6th year

Page created on January 17, 2023. Last updated on December 18, 2024 at 16:58

6th year is a very tiring year for many, me included. If you take all/most of your practices at POTE you’ll be bored a lot of the time, have a lot of free time, and not learn much in your practices. If you take practices abroad, you’ll have much less free time, but you’ll likely learn more. In either case, you also have your thesis to finish.

Due to its nature, 6th year must necessarily be differently organised for each student, making it difficult for me to come up with specific recommendations. I’d be done with the biggest and worst exams early, so one doesn’t have to worry about them later. I think you should put aside most time to study surgery and paediatrics, as those are the subjects with the most topics and which are the most unfamilliar to most students.

Also, mine was the last year not to have blood transfusion in 6th year, so I don’t know anything about that.

As always, no matter how much you study, be prepared that you probably will be asked something you’ve never studied, although that’s not a deal-breaker. Also, for many of these exams, keep in mind that just because it feels like you don’t know anything/enough, it doesn’t mean that it’s true.

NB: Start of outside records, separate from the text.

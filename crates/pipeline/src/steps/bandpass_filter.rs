//! Zero-state IIR bandpass step: Butterworth highpass/lowpass cascade.

use crate::error::{ConfigError, StepError};
use crate::registry::{parse_params, PreprocessingStep, StepFactory, StepParams};
use biquad::{
    Biquad, Coefficients, DirectForm2Transposed as DF2T, ToHertz, Type, Q_BUTTERWORTH_F32,
};
use ephys_types::Recording;
use schemars::JsonSchema;
use serde::{Deserialize, Serialize};

#[derive(Debug, Clone, Serialize, Deserialize, JsonSchema)]
#[serde(deny_unknown_fields)]
pub struct BandpassParams {
    /// Highpass cutoff (Hz).
    pub low_hz: f32,
    /// Lowpass cutoff (Hz). Must sit below the recording's Nyquist frequency.
    pub high_hz: f32,
}

#[derive(Default)]
pub struct BandpassFilterFactory;

impl StepFactory for BandpassFilterFactory {
    fn step_name(&self) -> &'static str {
        "bandpass_filter"
    }

    fn description(&self) -> &'static str {
        "Butterworth bandpass (highpass + lowpass cascade) over non-sync channels"
    }

    fn parameter_schema(&self) -> serde_json::Value {
        serde_json::to_value(schemars::schema_for!(BandpassParams)).unwrap_or_default()
    }

    fn create(&self, params: &StepParams) -> Result<Box<dyn PreprocessingStep>, ConfigError> {
        let params: BandpassParams = parse_params(self.step_name(), params)?;
        if !(params.low_hz > 0.0 && params.high_hz > params.low_hz) {
            return Err(ConfigError::InvalidParams {
                step: self.step_name().to_string(),
                message: "0 < low_hz < high_hz required".to_string(),
            });
        }
        Ok(Box::new(BandpassFilter { params }))
    }
}

#[derive(Debug)]
pub struct BandpassFilter {
    params: BandpassParams,
}

impl PreprocessingStep for BandpassFilter {
    fn apply(&self, recording: Recording) -> Result<Recording, StepError> {
        let fs = recording.meta.sample_rate;
        if self.params.high_hz >= fs / 2.0 {
            return Err(StepError::BadParam(format!(
                "high_hz {} at or above Nyquist ({} Hz)",
                self.params.high_hz,
                fs / 2.0
            )));
        }

        let hp = Coefficients::<f32>::from_params(
            Type::HighPass,
            fs.hz(),
            self.params.low_hz.hz(),
            Q_BUTTERWORTH_F32,
        )
        .map_err(|e| StepError::FilterDesign(format!("{:?}", e)))?;
        let lp = Coefficients::<f32>::from_params(
            Type::LowPass,
            fs.hz(),
            self.params.high_hz.hz(),
            Q_BUTTERWORTH_F32,
        )
        .map_err(|e| StepError::FilterDesign(format!("{:?}", e)))?;

        let mut recording = recording;
        for channel in 0..recording.num_channels() {
            if recording.is_sync_channel(channel) {
                continue;
            }
            // Fresh filter state per channel.
            let mut hp_stage = DF2T::<f32>::new(hp);
            let mut lp_stage = DF2T::<f32>::new(lp);
            for sample in &mut recording.samples[channel] {
                *sample = lp_stage.run(hp_stage.run(*sample));
            }
        }
        Ok(recording)
    }
}

#[cfg(test)]
mod tests {
    use super::*;
    use ephys_types::RecordingMeta;
    use serde_json::json;

    fn params(value: serde_json::Value) -> StepParams {
        match value {
            serde_json::Value::Object(map) => map,
            _ => unreachable!(),
        }
    }

    fn recording() -> Recording {
        // Channel 0: constant DC. Channel 1 (sync): a TTL-style pulse train.
        Recording::new(
            RecordingMeta {
                sample_rate: 30000.0,
                channel_names: vec!["ch0".into(), "sync".into()],
                sync_channel: Some(1),
            },
            vec![
                vec![1.0; 256],
                (0..256).map(|i| if i % 2 == 0 { 5.0 } else { 0.0 }).collect(),
            ],
        )
        .unwrap()
    }

    #[test]
    fn test_rejects_inverted_band() {
        let err = BandpassFilterFactory
            .create(&params(json!({ "low_hz": 6000.0, "high_hz": 300.0 })))
            .unwrap_err();
        assert!(matches!(err, ConfigError::InvalidParams { .. }));
    }

    #[test]
    fn test_rejects_unknown_parameter() {
        let err = BandpassFilterFactory
            .create(&params(json!({ "low_hz": 300.0, "high_hz": 6000.0, "order": 4 })))
            .unwrap_err();
        assert!(matches!(err, ConfigError::InvalidParams { .. }));
    }

    #[test]
    fn test_high_cut_above_nyquist_fails_at_apply() {
        let step = BandpassFilterFactory
            .create(&params(json!({ "low_hz": 300.0, "high_hz": 20000.0 })))
            .unwrap();
        let err = step.apply(recording()).unwrap_err();
        assert!(matches!(err, StepError::BadParam(_)));
    }

    #[test]
    fn test_removes_dc_and_skips_sync_channel() {
        let step = BandpassFilterFactory
            .create(&params(json!({ "low_hz": 300.0, "high_hz": 6000.0 })))
            .unwrap();
        let input = recording();
        let sync_before = input.samples[1].clone();

        let output = step.apply(input).unwrap();
        assert_eq!(output.num_channels(), 2);
        assert_eq!(output.num_samples(), 256);
        // Highpass drives the DC channel toward zero.
        let tail = &output.samples[0][200..];
        assert!(tail.iter().all(|v| v.abs() < 0.2));
        // Sync channel untouched.
        assert_eq!(output.samples[1], sync_before);
        assert_eq!(output.sync_channel(), Some(1));
    }
}
//! Job script generation and submission.

use ephys_types::Run;
use pipeline::ResolvedConfig;
use session::OutputPathManager;
use std::fmt::Write as _;
use std::fs;
use std::path::{Path, PathBuf};
use std::process::Command;
use thiserror::Error;

use crate::descriptor::{JobDescriptor, DESCRIPTOR_FILE};
use crate::options::SlurmOptions;

pub const SCRIPT_FILE: &str = "job.sbatch";

#[derive(Debug, Error)]
pub enum DispatchError {
    #[error("Scheduler unavailable: {0}")]
    SchedulerUnavailable(String),

    #[error("Submission rejected: {0}")]
    SubmissionFailed(String),

    #[error("Could not parse scheduler response: {0:?}")]
    UnexpectedOutput(String),

    #[error("IO error: {0}")]
    Io(#[from] std::io::Error),
}

/// Submits a prepared job script and returns the scheduler's job id.
pub trait JobSubmitter: Send + Sync {
    fn submit(&self, script: &Path) -> Result<u64, DispatchError>;
}

/// Submits through the local `sbatch` binary.
#[derive(Debug, Default)]
pub struct SbatchSubmitter;

impl JobSubmitter for SbatchSubmitter {
    fn submit(&self, script: &Path) -> Result<u64, DispatchError> {
        let output = Command::new("sbatch")
            .arg(script)
            .output()
            .map_err(|e| DispatchError::SchedulerUnavailable(e.to_string()))?;
        if !output.status.success() {
            return Err(DispatchError::SubmissionFailed(
                String::from_utf8_lossy(&output.stderr).trim().to_string(),
            ));
        }
        parse_sbatch_output(&String::from_utf8_lossy(&output.stdout))
    }
}

/// Parses sbatch's "Submitted batch job <id>" acknowledgement.
fn parse_sbatch_output(stdout: &str) -> Result<u64, DispatchError> {
    stdout
        .split_whitespace()
        .last()
        .and_then(|id| id.parse().ok())
        .ok_or_else(|| DispatchError::UnexpectedOutput(stdout.to_string()))
}

/// One run's dispatch result.
#[derive(Debug)]
pub struct SubmissionReport {
    pub run: String,
    pub script: PathBuf,
    pub result: Result<u64, DispatchError>,
}

/// Generates one job per run and hands each to a [`JobSubmitter`].
///
/// Dispatch mirrors local batch semantics: each run is an independent job,
/// and one rejected submission never blocks its siblings.
pub struct HpcJobDispatcher {
    paths: OutputPathManager,
    options: SlurmOptions,
}

impl HpcJobDispatcher {
    pub fn new(paths: OutputPathManager, options: SlurmOptions) -> Self {
        Self { paths, options }
    }

    /// Writes the descriptor and sbatch script for one run into its slurm
    /// directory.
    pub fn prepare_job(&self, run: &Run, config: &ResolvedConfig) -> Result<PathBuf, DispatchError> {
        let slurm_dir = self.paths.prepare(&self.paths.slurm_dir(run))?;

        let descriptor_path = slurm_dir.join(DESCRIPTOR_FILE);
        JobDescriptor::new(
            run.clone(),
            config.clone(),
            self.paths.output_root(),
            self.options.clone(),
        )
        .write(&descriptor_path)?;

        let script_path = slurm_dir.join(SCRIPT_FILE);
        fs::write(
            &script_path,
            self.render_script(run, &slurm_dir, &descriptor_path),
        )?;
        Ok(script_path)
    }

    fn render_script(&self, run: &Run, slurm_dir: &Path, descriptor: &Path) -> String {
        let mut script = String::new();
        let _ = writeln!(script, "#!/bin/bash");
        let _ = writeln!(
            script,
            "#SBATCH --job-name=spikeprep-{}-{}-{}",
            run.subject_id, run.session_id, run.run_id
        );
        let _ = writeln!(script, "#SBATCH --cpus-per-task={}", self.options.cpus_per_task);
        let _ = writeln!(script, "#SBATCH --mem={}", self.options.mem);
        let _ = writeln!(script, "#SBATCH --time={}", self.options.time);
        if let Some(partition) = &self.options.partition {
            let _ = writeln!(script, "#SBATCH --partition={}", partition);
        }
        if let Some(exclude) = &self.options.exclude {
            let _ = writeln!(script, "#SBATCH --exclude={}", exclude);
        }
        let _ = writeln!(script, "#SBATCH --output={}/%x-%j.out", slurm_dir.display());
        let _ = writeln!(script);
        let _ = writeln!(script, "set -euo pipefail");
        let _ = writeln!(script, "spikeprep run-one --descriptor {}", descriptor.display());
        script
    }

    /// Prepares and submits one job per run, in run order. Per-run failures
    /// land in the corresponding report; the batch always yields one report
    /// per requested run.
    pub fn dispatch(
        &self,
        runs: &[Run],
        config: &ResolvedConfig,
        submitter: &dyn JobSubmitter,
    ) -> Vec<SubmissionReport> {
        runs.iter()
            .map(|run| {
                let result = self
                    .prepare_job(run, config)
                    .and_then(|script| submitter.submit(&script).map(|id| (script, id)));
                match result {
                    Ok((script, id)) => {
                        tracing::info!(run = %run, job_id = id, "Submitted job");
                        SubmissionReport {
                            run: run.to_string(),
                            script,
                            result: Ok(id),
                        }
                    }
                    Err(err) => {
                        tracing::warn!(run = %run, error = %err, "Job submission failed");
                        SubmissionReport {
                            run: run.to_string(),
                            script: self.paths.slurm_dir(run).join(SCRIPT_FILE),
                            result: Err(err),
                        }
                    }
                }
            })
            .collect()
    }
}

#[cfg(test)]
mod tests {
    use super::*;
    use pipeline::{default_config, default_registry, resolve};
    use std::sync::Mutex;
    use tempfile::tempdir;

    struct MockSubmitter {
        scripts: Mutex<Vec<PathBuf>>,
        reject: Option<usize>,
    }

    impl MockSubmitter {
        fn new(reject: Option<usize>) -> Self {
            Self {
                scripts: Mutex::new(Vec::new()),
                reject,
            }
        }
    }

    impl JobSubmitter for MockSubmitter {
        fn submit(&self, script: &Path) -> Result<u64, DispatchError> {
            let mut scripts = self.scripts.lock().unwrap();
            let index = scripts.len();
            scripts.push(script.to_path_buf());
            if self.reject == Some(index) {
                return Err(DispatchError::SubmissionFailed("queue full".to_string()));
            }
            Ok(1000 + index as u64)
        }
    }

    fn runs() -> Vec<Run> {
        vec![
            Run::new("sub-01", "ses-01", "run-001", "/raw/a"),
            Run::new("sub-01", "ses-01", "run-002", "/raw/b"),
            Run::new("sub-02", "ses-01", "run-001", "/raw/c"),
        ]
    }

    fn resolved() -> ResolvedConfig {
        let registry = default_registry();
        resolve(&default_config(), None, None, &registry).unwrap()
    }

    #[test]
    fn test_one_job_per_run_with_artifacts() {
        let dir = tempdir().unwrap();
        let paths = OutputPathManager::new(dir.path());
        let dispatcher = HpcJobDispatcher::new(paths.clone(), SlurmOptions::default());
        let submitter = MockSubmitter::new(None);

        let reports = dispatcher.dispatch(&runs(), &resolved(), &submitter);
        assert_eq!(reports.len(), 3);
        for (report, run) in reports.iter().zip(runs()) {
            assert!(report.result.is_ok());
            assert!(report.script.is_file());
            assert!(paths.slurm_dir(&run).join(DESCRIPTOR_FILE).is_file());
        }
    }

    #[test]
    fn test_script_carries_resource_options() {
        let dir = tempdir().unwrap();
        let options = SlurmOptions {
            mem: "16G".to_string(),
            partition: Some("short".to_string()),
            ..SlurmOptions::default()
        };
        let dispatcher = HpcJobDispatcher::new(OutputPathManager::new(dir.path()), options);
        let run = Run::new("sub-01", "ses-01", "run-001", "/raw/a");

        let script_path = dispatcher.prepare_job(&run, &resolved()).unwrap();
        let script = fs::read_to_string(script_path).unwrap();
        assert!(script.contains("#SBATCH --mem=16G"));
        assert!(script.contains("#SBATCH --partition=short"));
        assert!(script.contains("spikeprep run-one --descriptor"));
    }

    #[test]
    fn test_descriptor_freezes_the_resolved_config() {
        let dir = tempdir().unwrap();
        let paths = OutputPathManager::new(dir.path());
        let dispatcher = HpcJobDispatcher::new(paths.clone(), SlurmOptions::default());
        let run = Run::new("sub-01", "ses-01", "run-001", "/raw/a");
        let config = resolved();

        dispatcher.prepare_job(&run, &config).unwrap();
        let descriptor =
            JobDescriptor::load(&paths.slurm_dir(&run).join(DESCRIPTOR_FILE)).unwrap();
        assert_eq!(descriptor.config.canonical(), config.canonical());
        assert_eq!(descriptor.run, run);
    }

    #[test]
    fn test_rejected_submission_does_not_block_siblings() {
        let dir = tempdir().unwrap();
        let dispatcher = HpcJobDispatcher::new(
            OutputPathManager::new(dir.path()),
            SlurmOptions::default(),
        );
        let submitter = MockSubmitter::new(Some(1));

        let reports = dispatcher.dispatch(&runs(), &resolved(), &submitter);
        assert_eq!(reports.len(), 3);
        assert!(reports[0].result.is_ok());
        assert!(reports[1].result.is_err());
        assert!(reports[2].result.is_ok());
    }

    #[test]
    fn test_parse_sbatch_acknowledgement() {
        assert_eq!(parse_sbatch_output("Submitted batch job 4242\n").unwrap(), 4242);
        assert!(parse_sbatch_output("something went wrong").is_err());
    }
}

You might’ve caught on to this by now, having studied 5+ years at POTE, but please keep it in mind.

Internal medicine

Internal medicine should be the biggest exam of 6th year, but in practice it isn’t. The exam varies wildly depending on whether you have it in the 1st or 2nd department of internal medicine. In the 2nd department, one is almost exclusively asked diabetology, nephrology, and some superficial cardiology, while the exam at 1st department covers more of the internal medicine curriculum.

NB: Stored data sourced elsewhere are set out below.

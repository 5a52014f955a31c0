//! Builtin preprocessing steps.
//!
//! Every builtin step leaves the flagged sync channel untouched: it is
//! excluded from any cross-channel statistic and its samples are never
//! modified. Sync-channel suppression therefore commutes with the whole
//! builtin chain and can be sequenced freely by the caller.

pub mod bandpass_filter;
pub mod common_reference;
pub mod notch_filter;
pub mod zscore;

pub use bandpass_filter::BandpassFilterFactory;
pub use common_reference::CommonReferenceFactory;
pub use notch_filter::NotchFilterFactory;
pub use zscore::ZscoreFactory;

use crate::registry::StepRegistry;

/// Registers every builtin step factory.
pub fn register_builtin_steps(registry: &mut StepRegistry) {
    registry.register(BandpassFilterFactory);
    registry.register(CommonReferenceFactory);
    registry.register(NotchFilterFactory);
    registry.register(ZscoreFactory);
}
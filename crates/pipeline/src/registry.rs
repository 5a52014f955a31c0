//! Step registry: the single source of truth for supported preprocessing
//! steps and their parameter schemas.
//!
//! Each step type registers a [`StepFactory`]. The resolver validates
//! configurations against the same registry the introspection surface
//! enumerates, so the two can never drift.

use crate::error::{ConfigError, StepError};
use ephys_types::Recording;
use serde::de::DeserializeOwned;
use serde::Serialize;
use std::collections::BTreeMap;

/// Step parameters as a flexible key-value map.
pub type StepParams = serde_json::Map<String, serde_json::Value>;

/// A single named, parameterized transformation over a recording.
///
/// `apply` consumes its input: a recording produced by one step is owned by
/// the pipeline until handed to the next step or persisted.
pub trait PreprocessingStep: std::fmt::Debug + Send + Sync {
    fn apply(&self, recording: Recording) -> Result<Recording, StepError>;
}

/// A factory for creating instances of a specific step type.
///
/// `create` validates the parameters against the step's typed schema and
/// fails with [`ConfigError::InvalidParams`] on any unknown name or type
/// mismatch — no unvalidated parameter ever reaches a step.
pub trait StepFactory: Send + Sync {
    /// Registry name of the step this factory creates.
    fn step_name(&self) -> &'static str;

    /// One-line description for the introspection surface.
    fn description(&self) -> &'static str;

    /// JSON schema of the accepted parameters.
    fn parameter_schema(&self) -> serde_json::Value;

    /// Creates a step instance with validated parameters.
    fn create(&self, params: &StepParams) -> Result<Box<dyn PreprocessingStep>, ConfigError>;
}

/// Introspection record for one supported step.
#[derive(Debug, Clone, Serialize)]
pub struct StepDescriptor {
    pub name: String,
    pub description: String,
    pub parameter_schema: serde_json::Value,
}

/// Registry of step factories, keyed by step name.
#[derive(Default)]
pub struct StepRegistry {
    factories: BTreeMap<String, Box<dyn StepFactory>>,
}

impl StepRegistry {
    /// Creates a new, empty registry.
    pub fn new() -> Self {
        Self::default()
    }

    /// Registers a step factory under its own name.
    pub fn register<F>(&mut self, factory: F)
    where
        F: StepFactory + 'static,
    {
        self.factories
            .insert(factory.step_name().to_string(), Box::new(factory));
    }

    pub fn contains(&self, name: &str) -> bool {
        self.factories.contains_key(name)
    }

    /// Creates a step instance, validating `params` in the process.
    pub fn create(
        &self,
        name: &str,
        params: &StepParams,
    ) -> Result<Box<dyn PreprocessingStep>, ConfigError> {
        self.factories
            .get(name)
            .ok_or_else(|| ConfigError::UnknownStep {
                name: name.to_string(),
            })?
            .create(params)
    }

    /// Validates `params` against the step's schema without keeping the
    /// instance.
    pub fn validate(&self, name: &str, params: &StepParams) -> Result<(), ConfigError> {
        self.create(name, params).map(|_| ())
    }

    /// All registered step names, in deterministic order.
    pub fn step_names(&self) -> Vec<&str> {
        self.factories.keys().map(String::as_str).collect()
    }

    /// Introspection records for every registered step, in deterministic
    /// order.
    pub fn descriptors(&self) -> Vec<StepDescriptor> {
        self.factories
            .values()
            .map(|f| StepDescriptor {
                name: f.step_name().to_string(),
                description: f.description().to_string(),
                parameter_schema: f.parameter_schema(),
            })
            .collect()
    }
}

/// Deserializes a step's raw parameter map into its typed params struct.
/// Unknown keys and type mismatches surface as [`ConfigError::InvalidParams`].
pub(crate) fn parse_params<T: DeserializeOwned>(
    step: &str,
    params: &StepParams,
) -> Result<T, ConfigError> {
    serde_json::from_value(serde_json::Value::Object(params.clone())).map_err(|e| {
        ConfigError::InvalidParams {
            step: step.to_string(),
            message: e.to_string(),
        }
    })
}

/// Registry with all builtin steps registered.
pub fn default_registry() -> StepRegistry {
    let mut registry = StepRegistry::new();
    crate::steps::register_builtin_steps(&mut registry);
    registry
}

#[cfg(test)]
mod tests {
    use super::*;

    #[test]
    fn test_empty_registry() {
        let registry = StepRegistry::new();
        assert!(registry.step_names().is_empty());
        assert!(!registry.contains("bandpass_filter"));
    }

    #[test]
    fn test_unknown_step_create_fails() {
        let registry = StepRegistry::new();
        let err = registry.create("mystery", &StepParams::new()).unwrap_err();
        assert!(matches!(err, ConfigError::UnknownStep { .. }));
    }

    #[test]
    fn test_default_registry_lists_builtins() {
        let registry = default_registry();
        assert_eq!(
            registry.step_names(),
            vec![
                "bandpass_filter",
                "common_reference",
                "notch_filter",
                "zscore"
            ]
        );
    }

    #[test]
    fn test_descriptors_match_registry() {
        let registry = default_registry();
        let names: Vec<String> = registry.descriptors().into_iter().map(|d| d.name).collect();
        assert_eq!(
            names,
            registry
                .step_names()
                .iter()
                .map(|s| s.to_string())
                .collect::<Vec<_>>()
        );
    }
}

I’ve made notes for the most important topics for internal medicine exam. If your exam is at 1st dep., you may read through it all. I’ve added a small note here with what topics are most important. If your exam is at 2nd dep., you probably only have to read through nephrology, diabetology, and cardiology. There also exists a list of commonly asked questions at 2nd department.

Surgery – traumatology

This was one of the most difficult exams for me. I was never any good in either of the two subjects, mainly because the education in them was poor, and there are so many topics and so few good sources. Luckily for you, I wrote notes (spent a lot of time on those). The surgery notes are good, the trauma notes are okay. There also exists a “Michelle’s notes” in trauma which are good.

As always, be prepared for unprepared questions.

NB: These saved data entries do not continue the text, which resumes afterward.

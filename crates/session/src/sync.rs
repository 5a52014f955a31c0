//! Sync-channel extraction, visualization export, and suppression.
//!
//! The sync channel carries a synchronization signal rather than neural data,
//! so it is handled outside the main preprocessing chain. Silencing is
//! channel-local: it commutes with any step that neither reads nor writes the
//! sync channel, which holds for every builtin step. If a custom step is
//! channel-order dependent, the caller sequences `silence` explicitly.

use crate::paths::OutputPathManager;
use ephys_types::{Recording, Run};
use std::path::PathBuf;
use std::sync::Arc;

/// Errors scoped to sync-channel operations.
#[derive(Debug, thiserror::Error)]
pub enum SyncError {
    #[error("Run {run} has no channel flagged as sync")]
    SyncChannelNotFound { run: String },
    #[error("IO error: {0}")]
    Io(#[from] std::io::Error),
    #[error("CSV error: {0}")]
    Csv(#[from] csv::Error),
}

/// Operates on the same raw recording handles as the pipeline, independently
/// invocable before, after, or without it.
#[derive(Debug, Clone)]
pub struct SyncChannelService {
    paths: OutputPathManager,
}

impl SyncChannelService {
    pub fn new(paths: OutputPathManager) -> Self {
        Self { paths }
    }

    /// Returns the sync channel's samples.
    pub fn extract<'a>(
        &self,
        run: &Run,
        recording: &'a Recording,
    ) -> Result<&'a [f32], SyncError> {
        let index = recording
            .sync_channel()
            .ok_or_else(|| SyncError::SyncChannelNotFound {
                run: run.to_string(),
            })?;
        Ok(&recording.samples[index])
    }

    /// Writes the sync channel's trace as a CSV artifact under the run's sync
    /// directory and returns its path. The recording is not mutated.
    pub fn export_trace(&self, run: &Run, recording: &Recording) -> Result<PathBuf, SyncError> {
        let samples = self.extract(run, recording)?;
        let dir = self.paths.prepare(&self.paths.sync_dir(run))?;
        let path = dir.join("sync_channel.csv");

        let mut writer = csv::Writer::from_path(&path)?;
        writer.write_record(["sample_index", "value"])?;
        for (i, value) in samples.iter().enumerate() {
            writer.write_record([i.to_string(), value.to_string()])?;
        }
        writer.flush()?;

        tracing::info!(run = %run, path = %path.display(), "Exported sync channel trace");
        Ok(path)
    }

    /// Returns a new recording with the sync channel zeroed. Every other
    /// channel and all metadata are unchanged.
    pub fn silence(&self, run: &Run, recording: Recording) -> Result<Recording, SyncError> {
        let index = recording
            .sync_channel()
            .ok_or_else(|| SyncError::SyncChannelNotFound {
                run: run.to_string(),
            })?;

        let mut samples = recording.samples;
        for value in &mut samples[index] {
            *value = 0.0;
        }

        tracing::info!(run = %run, channel = index, "Silenced sync channel");
        Ok(Recording {
            meta: Arc::clone(&recording.meta),
            samples,
        })
    }
}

Obstetrics and gynaecology

I hate the concept of final exams (which test you in curriculum you’ve been tested in on previous exams), but when they must exist, all should be like ob/gyn. The 6th year ob/gyn exam contains the topics of ob/gyn 1 and 2 put together with no modifications, so you know you’ve covered the same material before. The exam is the same as well.

Paediatrics

This is another source of anxiety for 6th year students. There are way too many topics, covering so many disorders, it’s honestly frightening and one feels like it’s impossible to cover them all to a sufficient degree. I’ve made notes for most topics, but not all. Other notes exist to cover the missing topics.

The exam itself is nice, they rarely fail people. But I can’t convince you of that upfront, you’ll just have to attend the exam yourself and see. I was super stressed for it myself but it was fine.

Psychiatry

Psychiatry exam is the same as in 5th year. Nothing new to add.

Neurology

Neurology was also scary for me, because I was never any good at it, and I dreaded having to neurologically exam a patient. However, the patients usually nice, and you usually examine patients with a fellow student in the room. The theoretical exam is nice too. My notes cover all topics (I think? Can’t recall.)

My schedule

I organised my schedule in a neat excel file. My schedule was this:

I actually ended up having neurology in Norway as well, not Pécs. I only had paediatrics in Pécs.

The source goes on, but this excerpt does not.